Exercise details -
Print exactly the lines below between the line holding "渲染一个轨道通道的 fatband 能带图：按文件名约定定位数据文件，" and the line holding "let data_file = resolve_data_file(&args, &channel, &crystal)?;", inclusive, and nothing more.

(Stored items)

[Start of section]

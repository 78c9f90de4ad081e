//! # band 子命令实现
//!
//! 渲染一个轨道通道的 fatband 能带图：按文件名约定定位数据文件，
//! 解析并按能带切分记录，构造 k 路径取刻度位置，输出矢量图。
//!
//! ## 依赖关系
//! - 使用 `cli/band.rs` 定义的 BandArgs
//! - 使用 `parsers/fatband.rs` 解析数据
//! - 使用 `bands/` 模块构造路径和渲染

use crate::bands::{build_kpoint_path, export, kpath::parse_path_labels, plot};
use crate::cli::band::BandArgs;
use crate::commands::resolve_lattice;
use crate::error::{BandkitError, Result};
use crate::models::{Crystal, OrbitalChannel};
use crate::parsers;
use crate::utils::output;

use std::fs;
use std::path::PathBuf;

/// 执行 band 命令
pub fn execute(args: BandArgs) -> Result<()> {
    output::print_header("Fatband Plot");

    let crystal = parsers::parse_structure_file(&args.structure)?;
    let kind = resolve_lattice(args.lattice, &crystal)?;

    let channel = OrbitalChannel::new(args.l, args.m);
    let data_file = resolve_data_file(&args, &channel, &crystal)?;

    output::print_info(&format!(
        "Channel {}: reading {}",
        channel,
        data_file.display()
    ));

    // 显式给的数据文件也按文件名约定核对一遍量子数
    if args.data_file.is_some() {
        if let Some(name) = data_file.file_name().and_then(|n| n.to_str()) {
            match OrbitalChannel::from_filename(name) {
                Some(encoded) if encoded != channel => {
                    output::print_warning(&format!(
                        "file name encodes channel {}, but {} was requested",
                        encoded, channel
                    ));
                }
                _ => {}
            }
        }
    }

    let bands = parsers::fatband::parse_fatband_file(&data_file, args.nband)?;
    output::print_info(&format!(
        "{} bands x {} k-points",
        bands.nbands(),
        bands.rows_per_band()
    ));

    let labels = parse_path_labels(&args.path);
    let kpath = build_kpoint_path(&crystal.lattice, &kind, &labels, args.npoints)?;

    if bands.rows_per_band() != kpath.npoints() {
        output::print_warning(&format!(
            "data file has {} k-points per band, path was sampled with {}",
            bands.rows_per_band(),
            kpath.npoints()
        ));
    }

    fs::create_dir_all(&args.outdir).map_err(|e| BandkitError::FileWriteError {
        path: args.outdir.display().to_string(),
        source: e,
    })?;

    let stem = data_file
        .file_name()
        .map(|n| n.to_string_lossy().to_string())
        .unwrap_or_else(|| channel.to_string());
    let figure = args.outdir.join(format!("{}.svg", stem));

    let title = args.title.clone().unwrap_or_else(|| channel.title());

    plot::render_fatband(
        &bands,
        &kpath.special_indices,
        &kpath.special_labels,
        kpath.npoints(),
        &title,
        plot::channel_color(&channel),
        args.window,
        args.width,
        args.height,
        &figure,
    )?;

    if let Some(csv_path) = &args.csv {
        export::bands_to_csv(&bands, csv_path)?;
        output::print_success(&format!("band records written to {}", csv_path.display()));
    }

    output::print_success(&format!("Figure saved to {}", figure.display()));

    Ok(())
}

/// 定位 fatband 数据文件：--data-file 优先，否则按文件名约定拼接
fn resolve_data_file(
    args: &BandArgs,
    channel: &OrbitalChannel,
    crystal: &Crystal,
) -> Result<PathBuf> {
    if let Some(path) = &args.data_file {
        return Ok(path.clone());
    }

    let species = match &args.species {
        Some(s) => s.clone(),
        None => crystal
            .atoms
            .first()
            .map(|a| a.element.clone())
            .ok_or_else(|| {
                BandkitError::InvalidArgument(
                    "structure contains no atoms, pass --species".to_string(),
                )
            })?,
    };

    Ok(PathBuf::from(channel.fatband_filename(
        &args.seed,
        args.atom,
        &species,
        args.spin,
    )))
}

[End of section]

Task response -
//! 渲染一个轨道通道的 fatband 能带图：按文件名约定定位数据文件，
//! 解析并按能带切分记录，构造 k 路径取刻度位置，输出矢量图。
//!
//! ## 依赖关系
//! - 使用 `cli/band.rs` 定义的 BandArgs
//! - 使用 `parsers/fatband.rs` 解析数据
//! - 使用 `bands/` 模块构造路径和渲染

use crate::bands::{build_kpoint_path, export, kpath::parse_path_labels, plot};
use crate::cli::band::BandArgs;
use crate::commands::resolve_lattice;
use crate::error::{BandkitError, Result};
use crate::models::{Crystal, OrbitalChannel};
use crate::parsers;
use crate::utils::output;

use std::fs;
use std::path::PathBuf;

/// 执行 band 命令
pub fn execute(args: BandArgs) -> Result<()> {
    output::print_header("Fatband Plot");

    let crystal = parsers::parse_structure_file(&args.structure)?;
    let kind = resolve_lattice(args.lattice, &crystal)?;

    let channel = OrbitalChannel::new(args.l, args.m);
    let data_file = resolve_data_file(&args, &channel, &crystal)?;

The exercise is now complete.